Your goal
Look through the data below and, wherever a line carries the word "PassState", please copy that line.

(Records supplied Opens)

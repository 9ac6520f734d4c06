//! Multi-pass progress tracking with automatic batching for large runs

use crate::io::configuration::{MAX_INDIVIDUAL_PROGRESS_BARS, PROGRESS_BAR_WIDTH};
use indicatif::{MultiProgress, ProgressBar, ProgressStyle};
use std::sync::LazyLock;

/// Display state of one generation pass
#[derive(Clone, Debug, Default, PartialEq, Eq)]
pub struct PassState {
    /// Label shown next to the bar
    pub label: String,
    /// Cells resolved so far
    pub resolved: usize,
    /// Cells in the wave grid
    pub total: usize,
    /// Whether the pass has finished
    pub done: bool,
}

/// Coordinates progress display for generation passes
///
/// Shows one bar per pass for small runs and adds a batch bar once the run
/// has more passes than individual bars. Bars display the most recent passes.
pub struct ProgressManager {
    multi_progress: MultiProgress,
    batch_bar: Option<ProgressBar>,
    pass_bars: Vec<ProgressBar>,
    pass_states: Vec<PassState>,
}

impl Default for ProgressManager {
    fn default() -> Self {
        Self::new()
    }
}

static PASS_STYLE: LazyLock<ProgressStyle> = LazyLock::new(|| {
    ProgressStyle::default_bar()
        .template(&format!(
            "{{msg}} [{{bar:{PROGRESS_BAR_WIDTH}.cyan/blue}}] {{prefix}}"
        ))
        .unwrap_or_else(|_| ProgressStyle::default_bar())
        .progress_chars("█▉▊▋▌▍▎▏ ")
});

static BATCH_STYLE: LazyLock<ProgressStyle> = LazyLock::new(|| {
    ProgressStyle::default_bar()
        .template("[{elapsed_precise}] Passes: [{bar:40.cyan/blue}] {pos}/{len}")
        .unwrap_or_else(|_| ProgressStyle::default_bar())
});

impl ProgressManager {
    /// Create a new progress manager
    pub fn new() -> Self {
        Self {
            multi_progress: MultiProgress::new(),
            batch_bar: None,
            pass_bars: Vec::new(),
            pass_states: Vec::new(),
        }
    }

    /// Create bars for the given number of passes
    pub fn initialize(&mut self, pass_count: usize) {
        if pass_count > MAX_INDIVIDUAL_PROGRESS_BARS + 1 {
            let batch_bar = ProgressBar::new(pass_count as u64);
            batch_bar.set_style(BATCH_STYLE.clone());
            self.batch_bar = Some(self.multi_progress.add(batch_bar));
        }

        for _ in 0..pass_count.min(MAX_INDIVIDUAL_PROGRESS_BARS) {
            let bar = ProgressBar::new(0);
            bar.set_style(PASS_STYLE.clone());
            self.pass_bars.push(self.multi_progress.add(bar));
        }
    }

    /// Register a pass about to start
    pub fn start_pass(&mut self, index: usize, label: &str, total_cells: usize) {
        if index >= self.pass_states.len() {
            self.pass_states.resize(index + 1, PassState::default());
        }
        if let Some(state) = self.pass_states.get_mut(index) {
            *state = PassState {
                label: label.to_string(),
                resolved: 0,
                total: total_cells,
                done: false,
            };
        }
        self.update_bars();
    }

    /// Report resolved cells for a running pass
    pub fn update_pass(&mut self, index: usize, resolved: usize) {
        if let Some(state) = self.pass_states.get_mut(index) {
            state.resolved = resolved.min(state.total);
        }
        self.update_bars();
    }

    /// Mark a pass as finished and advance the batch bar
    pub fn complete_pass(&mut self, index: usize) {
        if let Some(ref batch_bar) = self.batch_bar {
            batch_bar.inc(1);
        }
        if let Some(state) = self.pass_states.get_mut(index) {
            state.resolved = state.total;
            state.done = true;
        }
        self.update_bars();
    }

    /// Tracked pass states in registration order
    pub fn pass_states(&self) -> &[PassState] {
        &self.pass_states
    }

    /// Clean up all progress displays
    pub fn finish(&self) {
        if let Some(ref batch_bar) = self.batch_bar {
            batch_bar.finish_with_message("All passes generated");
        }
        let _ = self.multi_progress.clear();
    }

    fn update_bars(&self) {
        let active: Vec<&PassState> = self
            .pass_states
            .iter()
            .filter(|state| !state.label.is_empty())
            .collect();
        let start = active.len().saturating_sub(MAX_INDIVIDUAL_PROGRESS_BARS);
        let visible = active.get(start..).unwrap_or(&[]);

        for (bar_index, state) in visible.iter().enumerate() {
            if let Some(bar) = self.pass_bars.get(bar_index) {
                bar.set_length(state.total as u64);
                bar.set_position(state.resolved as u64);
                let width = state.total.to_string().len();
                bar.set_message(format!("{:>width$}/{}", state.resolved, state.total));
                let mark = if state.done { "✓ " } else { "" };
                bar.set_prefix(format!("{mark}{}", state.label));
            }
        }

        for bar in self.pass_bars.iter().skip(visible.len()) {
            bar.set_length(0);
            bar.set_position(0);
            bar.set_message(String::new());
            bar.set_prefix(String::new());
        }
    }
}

(Records supplied Closes)

Expected output
pub struct PassState {
    pass_states: Vec<PassState>,
            self.pass_states.resize(index + 1, PassState::default());
            *state = PassState {
    pub fn pass_states(&self) -> &[PassState] {
        let active: Vec<&PassState> = self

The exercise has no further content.